When the line with "filename src/action/queue.rs" appears below, start repeating lines exactly, and keep going through the line with "use super::model::Action;"; add nothing outside that span.

Records shown Block Start

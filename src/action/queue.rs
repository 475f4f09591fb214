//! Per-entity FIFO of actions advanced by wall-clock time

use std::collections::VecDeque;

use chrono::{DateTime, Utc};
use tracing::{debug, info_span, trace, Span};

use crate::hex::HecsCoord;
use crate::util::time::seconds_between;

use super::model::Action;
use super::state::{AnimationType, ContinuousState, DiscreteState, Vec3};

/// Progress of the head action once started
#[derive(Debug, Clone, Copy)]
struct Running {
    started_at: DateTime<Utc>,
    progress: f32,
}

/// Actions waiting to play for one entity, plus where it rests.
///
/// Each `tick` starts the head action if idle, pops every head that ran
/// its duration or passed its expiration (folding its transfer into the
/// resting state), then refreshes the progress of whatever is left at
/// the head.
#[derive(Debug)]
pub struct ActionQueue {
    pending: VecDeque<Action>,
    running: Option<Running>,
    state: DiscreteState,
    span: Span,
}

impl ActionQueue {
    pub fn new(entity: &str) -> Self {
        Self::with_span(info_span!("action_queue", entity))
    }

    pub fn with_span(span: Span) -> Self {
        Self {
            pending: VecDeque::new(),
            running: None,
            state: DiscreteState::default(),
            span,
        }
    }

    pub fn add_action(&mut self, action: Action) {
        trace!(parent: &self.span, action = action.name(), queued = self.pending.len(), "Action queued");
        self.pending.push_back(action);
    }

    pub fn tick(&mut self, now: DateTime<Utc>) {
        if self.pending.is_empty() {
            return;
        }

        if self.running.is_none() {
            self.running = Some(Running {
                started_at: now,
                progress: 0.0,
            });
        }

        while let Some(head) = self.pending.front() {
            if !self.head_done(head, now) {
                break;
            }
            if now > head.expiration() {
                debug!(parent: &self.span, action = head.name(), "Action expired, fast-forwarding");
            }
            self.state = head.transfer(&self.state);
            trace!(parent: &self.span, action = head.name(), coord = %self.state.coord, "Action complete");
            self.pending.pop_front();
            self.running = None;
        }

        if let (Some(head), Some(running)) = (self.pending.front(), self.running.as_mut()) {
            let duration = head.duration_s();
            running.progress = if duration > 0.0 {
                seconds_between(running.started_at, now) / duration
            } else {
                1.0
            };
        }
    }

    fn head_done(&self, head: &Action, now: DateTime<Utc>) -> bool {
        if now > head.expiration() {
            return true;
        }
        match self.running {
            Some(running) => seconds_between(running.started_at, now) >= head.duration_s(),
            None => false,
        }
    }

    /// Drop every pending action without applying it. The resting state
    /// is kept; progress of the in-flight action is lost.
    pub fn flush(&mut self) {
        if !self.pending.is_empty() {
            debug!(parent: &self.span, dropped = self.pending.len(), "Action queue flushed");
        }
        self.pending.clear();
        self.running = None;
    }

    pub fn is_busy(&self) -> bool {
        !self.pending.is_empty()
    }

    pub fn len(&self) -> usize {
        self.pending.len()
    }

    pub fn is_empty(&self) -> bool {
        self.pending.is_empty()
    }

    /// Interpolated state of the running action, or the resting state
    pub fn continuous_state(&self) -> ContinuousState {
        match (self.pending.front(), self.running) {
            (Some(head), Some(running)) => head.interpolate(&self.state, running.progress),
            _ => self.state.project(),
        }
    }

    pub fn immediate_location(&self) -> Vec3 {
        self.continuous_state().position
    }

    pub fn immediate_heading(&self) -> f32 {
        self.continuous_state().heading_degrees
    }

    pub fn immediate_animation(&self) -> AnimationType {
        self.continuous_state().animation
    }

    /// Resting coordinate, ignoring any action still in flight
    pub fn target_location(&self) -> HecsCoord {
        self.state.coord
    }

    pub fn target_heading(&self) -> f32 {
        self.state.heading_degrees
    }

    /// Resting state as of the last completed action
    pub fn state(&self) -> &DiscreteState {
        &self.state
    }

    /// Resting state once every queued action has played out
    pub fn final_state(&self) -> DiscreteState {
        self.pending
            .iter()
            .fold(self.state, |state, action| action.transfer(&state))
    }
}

Records shown Block End
Records shown Block Start

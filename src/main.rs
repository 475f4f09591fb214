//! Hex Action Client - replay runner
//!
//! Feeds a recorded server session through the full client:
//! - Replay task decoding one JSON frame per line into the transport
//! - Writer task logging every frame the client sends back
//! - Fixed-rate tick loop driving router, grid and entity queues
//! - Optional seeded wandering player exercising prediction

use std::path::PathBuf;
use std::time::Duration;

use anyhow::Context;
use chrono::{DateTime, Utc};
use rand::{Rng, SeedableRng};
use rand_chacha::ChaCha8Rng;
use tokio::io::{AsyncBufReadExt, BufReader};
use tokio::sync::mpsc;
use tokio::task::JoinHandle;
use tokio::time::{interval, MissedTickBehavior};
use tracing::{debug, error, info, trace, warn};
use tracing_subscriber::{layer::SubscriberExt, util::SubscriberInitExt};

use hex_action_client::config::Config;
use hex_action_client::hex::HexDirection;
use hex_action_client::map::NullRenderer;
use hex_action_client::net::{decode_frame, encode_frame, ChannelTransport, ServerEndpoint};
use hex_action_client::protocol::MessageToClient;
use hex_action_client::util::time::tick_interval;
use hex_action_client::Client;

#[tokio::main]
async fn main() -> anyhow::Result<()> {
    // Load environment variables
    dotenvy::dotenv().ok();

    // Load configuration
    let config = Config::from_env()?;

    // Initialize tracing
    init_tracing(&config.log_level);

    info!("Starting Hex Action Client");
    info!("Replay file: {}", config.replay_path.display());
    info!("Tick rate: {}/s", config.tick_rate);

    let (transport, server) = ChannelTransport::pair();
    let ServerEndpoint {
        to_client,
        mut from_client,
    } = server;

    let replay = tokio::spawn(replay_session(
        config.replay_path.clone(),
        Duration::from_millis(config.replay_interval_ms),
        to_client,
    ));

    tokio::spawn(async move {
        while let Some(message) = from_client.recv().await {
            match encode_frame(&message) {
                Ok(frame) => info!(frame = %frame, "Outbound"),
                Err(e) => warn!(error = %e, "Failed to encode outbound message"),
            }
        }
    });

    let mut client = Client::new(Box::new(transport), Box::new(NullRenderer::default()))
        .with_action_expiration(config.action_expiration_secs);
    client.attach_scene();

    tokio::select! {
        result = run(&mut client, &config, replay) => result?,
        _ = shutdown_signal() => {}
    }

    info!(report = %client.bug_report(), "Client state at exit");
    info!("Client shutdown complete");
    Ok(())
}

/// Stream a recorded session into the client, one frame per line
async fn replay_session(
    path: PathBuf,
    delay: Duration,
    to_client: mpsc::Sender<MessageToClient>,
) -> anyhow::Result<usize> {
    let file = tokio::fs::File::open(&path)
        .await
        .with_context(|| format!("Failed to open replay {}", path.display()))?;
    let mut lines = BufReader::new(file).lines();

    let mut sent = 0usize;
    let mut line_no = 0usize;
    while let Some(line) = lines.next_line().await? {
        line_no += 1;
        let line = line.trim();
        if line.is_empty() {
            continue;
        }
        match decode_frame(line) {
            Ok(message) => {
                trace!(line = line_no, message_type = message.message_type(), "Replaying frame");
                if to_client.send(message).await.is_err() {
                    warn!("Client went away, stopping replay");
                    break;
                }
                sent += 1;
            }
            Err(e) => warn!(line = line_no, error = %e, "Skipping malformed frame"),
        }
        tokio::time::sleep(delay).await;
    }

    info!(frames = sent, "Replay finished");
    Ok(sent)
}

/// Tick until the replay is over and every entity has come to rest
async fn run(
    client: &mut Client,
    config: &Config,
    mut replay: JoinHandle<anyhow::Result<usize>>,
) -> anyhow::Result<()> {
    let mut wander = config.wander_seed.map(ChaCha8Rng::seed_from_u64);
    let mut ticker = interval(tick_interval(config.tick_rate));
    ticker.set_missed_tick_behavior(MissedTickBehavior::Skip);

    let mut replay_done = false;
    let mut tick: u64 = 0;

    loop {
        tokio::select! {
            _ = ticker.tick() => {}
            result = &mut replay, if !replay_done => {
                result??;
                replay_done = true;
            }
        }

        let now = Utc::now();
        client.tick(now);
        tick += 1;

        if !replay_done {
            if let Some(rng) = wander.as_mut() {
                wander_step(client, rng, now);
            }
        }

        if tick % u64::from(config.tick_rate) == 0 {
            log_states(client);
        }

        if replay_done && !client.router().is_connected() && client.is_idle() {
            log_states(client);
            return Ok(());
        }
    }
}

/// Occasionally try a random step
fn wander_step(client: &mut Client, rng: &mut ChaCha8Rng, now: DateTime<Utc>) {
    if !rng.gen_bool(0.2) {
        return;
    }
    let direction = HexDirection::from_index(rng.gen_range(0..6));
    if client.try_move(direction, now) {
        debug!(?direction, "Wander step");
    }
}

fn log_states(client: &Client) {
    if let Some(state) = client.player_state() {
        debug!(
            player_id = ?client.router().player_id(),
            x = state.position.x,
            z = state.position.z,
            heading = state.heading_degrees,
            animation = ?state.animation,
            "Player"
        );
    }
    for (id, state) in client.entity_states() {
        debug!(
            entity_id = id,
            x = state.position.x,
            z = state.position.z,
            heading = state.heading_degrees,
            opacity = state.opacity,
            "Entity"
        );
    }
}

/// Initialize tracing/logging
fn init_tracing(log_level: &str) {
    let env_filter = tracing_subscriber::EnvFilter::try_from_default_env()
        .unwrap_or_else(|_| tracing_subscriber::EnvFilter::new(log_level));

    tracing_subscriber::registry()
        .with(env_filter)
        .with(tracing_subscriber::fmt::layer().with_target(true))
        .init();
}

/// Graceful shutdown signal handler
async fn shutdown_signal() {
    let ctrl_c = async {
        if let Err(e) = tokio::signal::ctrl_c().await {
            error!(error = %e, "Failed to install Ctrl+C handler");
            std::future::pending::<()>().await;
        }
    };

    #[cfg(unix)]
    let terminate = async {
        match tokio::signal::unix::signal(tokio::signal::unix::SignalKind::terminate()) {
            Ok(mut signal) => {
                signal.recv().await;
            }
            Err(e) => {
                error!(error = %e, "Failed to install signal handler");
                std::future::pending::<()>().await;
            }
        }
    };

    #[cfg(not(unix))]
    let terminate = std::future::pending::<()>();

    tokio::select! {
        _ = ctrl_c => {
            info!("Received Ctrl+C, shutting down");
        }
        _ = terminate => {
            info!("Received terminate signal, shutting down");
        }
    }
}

Records shown Block End

**Task response:**
filename src/action/queue.rs
repository 475f4f09591fb214
//! Per-entity FIFO of actions advanced by wall-clock time

use std::collections::VecDeque;

use chrono::{DateTime, Utc};
use tracing::{debug, info_span, trace, Span};

use crate::hex::HecsCoord;
use crate::util::time::seconds_between;

use super::model::Action;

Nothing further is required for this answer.